_Action item:_ Retype the records below from their first line through the line containing "Ok(()) => trace!(code", and include nothing else.

_Stored data entries:_
———

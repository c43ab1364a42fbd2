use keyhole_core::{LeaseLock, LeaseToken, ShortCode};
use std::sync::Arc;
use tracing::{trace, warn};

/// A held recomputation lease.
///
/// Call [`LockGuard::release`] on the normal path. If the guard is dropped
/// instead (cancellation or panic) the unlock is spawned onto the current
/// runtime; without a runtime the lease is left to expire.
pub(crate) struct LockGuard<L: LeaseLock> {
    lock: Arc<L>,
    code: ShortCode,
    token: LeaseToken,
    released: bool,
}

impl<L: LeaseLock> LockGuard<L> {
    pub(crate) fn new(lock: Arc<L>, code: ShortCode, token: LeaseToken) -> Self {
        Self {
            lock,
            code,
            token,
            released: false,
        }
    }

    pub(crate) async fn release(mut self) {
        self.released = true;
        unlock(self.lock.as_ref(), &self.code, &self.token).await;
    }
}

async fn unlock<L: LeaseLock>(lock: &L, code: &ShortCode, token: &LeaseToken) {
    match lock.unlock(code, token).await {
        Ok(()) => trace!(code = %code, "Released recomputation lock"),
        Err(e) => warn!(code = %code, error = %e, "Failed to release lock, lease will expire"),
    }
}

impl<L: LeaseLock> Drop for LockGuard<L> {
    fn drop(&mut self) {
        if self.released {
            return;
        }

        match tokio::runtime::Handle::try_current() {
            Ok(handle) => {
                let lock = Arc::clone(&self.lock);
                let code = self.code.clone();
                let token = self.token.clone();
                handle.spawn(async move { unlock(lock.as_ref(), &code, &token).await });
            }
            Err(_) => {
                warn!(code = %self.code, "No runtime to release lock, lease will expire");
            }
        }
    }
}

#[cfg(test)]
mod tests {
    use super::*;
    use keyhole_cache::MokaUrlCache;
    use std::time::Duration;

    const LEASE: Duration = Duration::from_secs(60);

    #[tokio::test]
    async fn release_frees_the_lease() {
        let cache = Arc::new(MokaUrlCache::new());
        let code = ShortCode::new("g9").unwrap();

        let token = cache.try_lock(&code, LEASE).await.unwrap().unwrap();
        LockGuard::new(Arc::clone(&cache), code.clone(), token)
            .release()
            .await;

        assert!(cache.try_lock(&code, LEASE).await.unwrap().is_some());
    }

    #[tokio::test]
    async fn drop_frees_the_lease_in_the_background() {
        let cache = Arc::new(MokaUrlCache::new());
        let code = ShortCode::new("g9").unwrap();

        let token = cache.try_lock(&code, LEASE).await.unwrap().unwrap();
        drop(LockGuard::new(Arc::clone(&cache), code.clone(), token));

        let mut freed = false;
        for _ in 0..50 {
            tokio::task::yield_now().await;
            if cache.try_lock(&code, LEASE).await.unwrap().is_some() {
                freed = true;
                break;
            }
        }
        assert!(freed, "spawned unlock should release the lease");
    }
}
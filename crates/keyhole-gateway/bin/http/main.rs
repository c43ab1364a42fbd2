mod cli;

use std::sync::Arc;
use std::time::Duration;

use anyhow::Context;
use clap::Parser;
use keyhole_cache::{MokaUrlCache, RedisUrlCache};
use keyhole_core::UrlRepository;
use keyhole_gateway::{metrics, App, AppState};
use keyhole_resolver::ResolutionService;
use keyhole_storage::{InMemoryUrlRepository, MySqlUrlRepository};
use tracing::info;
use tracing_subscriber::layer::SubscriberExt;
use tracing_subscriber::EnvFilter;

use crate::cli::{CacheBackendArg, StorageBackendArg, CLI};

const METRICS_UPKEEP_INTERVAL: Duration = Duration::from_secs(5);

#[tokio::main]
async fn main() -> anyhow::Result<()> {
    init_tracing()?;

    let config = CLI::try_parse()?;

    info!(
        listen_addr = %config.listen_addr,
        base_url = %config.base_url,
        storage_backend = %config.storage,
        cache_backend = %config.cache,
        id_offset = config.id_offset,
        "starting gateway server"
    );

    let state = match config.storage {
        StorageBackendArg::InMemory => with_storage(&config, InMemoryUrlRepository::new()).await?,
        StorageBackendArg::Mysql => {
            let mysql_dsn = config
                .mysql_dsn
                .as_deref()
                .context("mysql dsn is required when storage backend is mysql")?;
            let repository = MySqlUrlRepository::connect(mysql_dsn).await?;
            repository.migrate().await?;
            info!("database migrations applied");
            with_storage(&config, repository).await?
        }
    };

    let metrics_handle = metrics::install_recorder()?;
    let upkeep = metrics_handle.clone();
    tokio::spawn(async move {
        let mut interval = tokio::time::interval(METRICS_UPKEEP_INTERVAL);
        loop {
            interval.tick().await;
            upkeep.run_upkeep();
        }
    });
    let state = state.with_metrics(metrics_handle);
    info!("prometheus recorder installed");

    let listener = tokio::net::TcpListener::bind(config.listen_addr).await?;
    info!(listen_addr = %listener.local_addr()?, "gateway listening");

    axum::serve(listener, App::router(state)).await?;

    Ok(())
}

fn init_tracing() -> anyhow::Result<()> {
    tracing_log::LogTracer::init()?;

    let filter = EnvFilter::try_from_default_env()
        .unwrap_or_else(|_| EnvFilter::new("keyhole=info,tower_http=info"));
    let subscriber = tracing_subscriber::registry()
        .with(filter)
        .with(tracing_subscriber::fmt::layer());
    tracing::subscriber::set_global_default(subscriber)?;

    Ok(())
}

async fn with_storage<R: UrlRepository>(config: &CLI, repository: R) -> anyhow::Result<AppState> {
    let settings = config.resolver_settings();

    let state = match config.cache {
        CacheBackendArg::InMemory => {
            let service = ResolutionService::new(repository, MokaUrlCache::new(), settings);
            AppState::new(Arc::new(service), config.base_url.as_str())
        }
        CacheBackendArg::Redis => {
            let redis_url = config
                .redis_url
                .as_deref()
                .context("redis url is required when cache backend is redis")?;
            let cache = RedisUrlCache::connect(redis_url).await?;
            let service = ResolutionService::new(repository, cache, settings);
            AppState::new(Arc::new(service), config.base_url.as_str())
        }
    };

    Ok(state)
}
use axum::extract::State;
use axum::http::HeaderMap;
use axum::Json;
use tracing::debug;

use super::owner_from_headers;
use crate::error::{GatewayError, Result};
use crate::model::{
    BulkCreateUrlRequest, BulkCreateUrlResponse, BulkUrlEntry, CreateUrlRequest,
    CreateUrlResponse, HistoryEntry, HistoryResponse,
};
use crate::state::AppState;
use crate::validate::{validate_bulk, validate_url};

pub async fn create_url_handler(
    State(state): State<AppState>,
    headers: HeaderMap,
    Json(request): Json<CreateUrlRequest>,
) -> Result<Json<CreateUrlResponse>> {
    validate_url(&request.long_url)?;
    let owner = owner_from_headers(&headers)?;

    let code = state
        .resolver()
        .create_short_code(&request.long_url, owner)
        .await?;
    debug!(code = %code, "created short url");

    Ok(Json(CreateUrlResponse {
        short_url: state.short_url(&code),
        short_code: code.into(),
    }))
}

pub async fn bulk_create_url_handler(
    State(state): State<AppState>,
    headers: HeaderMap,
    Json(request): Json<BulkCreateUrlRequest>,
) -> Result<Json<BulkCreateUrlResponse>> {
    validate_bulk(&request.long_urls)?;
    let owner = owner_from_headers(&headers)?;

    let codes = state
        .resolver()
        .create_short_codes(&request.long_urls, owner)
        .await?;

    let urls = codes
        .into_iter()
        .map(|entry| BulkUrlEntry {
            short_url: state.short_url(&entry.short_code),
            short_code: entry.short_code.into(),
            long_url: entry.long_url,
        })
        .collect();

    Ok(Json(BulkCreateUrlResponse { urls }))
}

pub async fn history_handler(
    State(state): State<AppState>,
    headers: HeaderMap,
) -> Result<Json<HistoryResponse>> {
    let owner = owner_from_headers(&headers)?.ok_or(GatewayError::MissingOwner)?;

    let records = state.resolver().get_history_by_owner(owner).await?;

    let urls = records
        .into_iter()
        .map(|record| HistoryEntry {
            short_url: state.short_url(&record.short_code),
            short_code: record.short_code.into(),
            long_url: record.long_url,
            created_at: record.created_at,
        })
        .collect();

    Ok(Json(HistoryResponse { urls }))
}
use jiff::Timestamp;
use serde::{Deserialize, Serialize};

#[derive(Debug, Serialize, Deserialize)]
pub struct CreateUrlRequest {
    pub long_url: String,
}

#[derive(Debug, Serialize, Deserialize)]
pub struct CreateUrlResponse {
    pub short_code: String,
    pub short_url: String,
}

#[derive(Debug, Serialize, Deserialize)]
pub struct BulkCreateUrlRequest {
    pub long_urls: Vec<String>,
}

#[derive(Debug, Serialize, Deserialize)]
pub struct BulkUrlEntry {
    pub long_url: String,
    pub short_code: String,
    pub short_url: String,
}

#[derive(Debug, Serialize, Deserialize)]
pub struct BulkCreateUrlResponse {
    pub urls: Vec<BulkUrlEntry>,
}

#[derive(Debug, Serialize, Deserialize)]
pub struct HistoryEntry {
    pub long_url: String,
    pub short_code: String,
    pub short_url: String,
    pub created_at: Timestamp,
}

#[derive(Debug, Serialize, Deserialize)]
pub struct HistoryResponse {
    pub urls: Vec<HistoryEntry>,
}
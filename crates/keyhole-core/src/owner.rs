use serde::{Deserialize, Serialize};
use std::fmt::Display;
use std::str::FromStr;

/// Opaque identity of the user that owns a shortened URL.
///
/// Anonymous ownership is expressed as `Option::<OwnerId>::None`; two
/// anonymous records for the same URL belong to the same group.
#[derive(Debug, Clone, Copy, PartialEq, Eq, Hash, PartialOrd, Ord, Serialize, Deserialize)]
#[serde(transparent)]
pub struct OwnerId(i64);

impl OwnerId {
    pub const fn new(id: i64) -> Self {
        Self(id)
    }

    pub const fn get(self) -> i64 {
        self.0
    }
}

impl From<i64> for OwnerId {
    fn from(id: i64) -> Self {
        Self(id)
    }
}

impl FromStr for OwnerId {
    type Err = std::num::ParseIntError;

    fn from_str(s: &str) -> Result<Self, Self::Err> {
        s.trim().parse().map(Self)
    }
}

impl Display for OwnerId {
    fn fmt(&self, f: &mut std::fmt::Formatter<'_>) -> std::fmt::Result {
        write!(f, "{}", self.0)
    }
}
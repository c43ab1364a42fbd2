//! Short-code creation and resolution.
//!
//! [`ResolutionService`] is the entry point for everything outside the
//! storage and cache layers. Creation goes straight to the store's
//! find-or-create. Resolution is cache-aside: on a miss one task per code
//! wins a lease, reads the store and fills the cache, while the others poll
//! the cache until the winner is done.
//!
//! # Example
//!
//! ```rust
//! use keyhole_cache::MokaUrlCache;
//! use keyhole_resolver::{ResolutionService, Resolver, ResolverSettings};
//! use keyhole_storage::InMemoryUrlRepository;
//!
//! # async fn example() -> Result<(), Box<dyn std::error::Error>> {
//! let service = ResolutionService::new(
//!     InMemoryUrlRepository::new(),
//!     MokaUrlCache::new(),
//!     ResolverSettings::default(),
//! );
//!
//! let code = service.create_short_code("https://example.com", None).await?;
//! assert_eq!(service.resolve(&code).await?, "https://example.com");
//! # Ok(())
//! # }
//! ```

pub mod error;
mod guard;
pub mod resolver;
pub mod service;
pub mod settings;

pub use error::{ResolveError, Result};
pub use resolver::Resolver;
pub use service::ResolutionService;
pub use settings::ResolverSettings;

———

_Solution for this task:_
repository c43ab1364a42fbd2
use keyhole_core::{LeaseLock, LeaseToken, ShortCode};
use std::sync::Arc;
use tracing::{trace, warn};

/// A held recomputation lease.
///
/// Call [`LockGuard::release`] on the normal path. If the guard is dropped
/// instead (cancellation or panic) the unlock is spawned onto the current
/// runtime; without a runtime the lease is left to expire.
pub(crate) struct LockGuard<L: LeaseLock> {
    lock: Arc<L>,
    code: ShortCode,
    token: LeaseToken,
    released: bool,
}

impl<L: LeaseLock> LockGuard<L> {
    pub(crate) fn new(lock: Arc<L>, code: ShortCode, token: LeaseToken) -> Self {
        Self {
            lock,
            code,
            token,
            released: false,
        }
    }

    pub(crate) async fn release(mut self) {
        self.released = true;
        unlock(self.lock.as_ref(), &self.code, &self.token).await;
    }
}

async fn unlock<L: LeaseLock>(lock: &L, code: &ShortCode, token: &LeaseToken) {
    match lock.unlock(code, token).await {
        Ok(()) => trace!(code = %code, "Released recomputation lock"),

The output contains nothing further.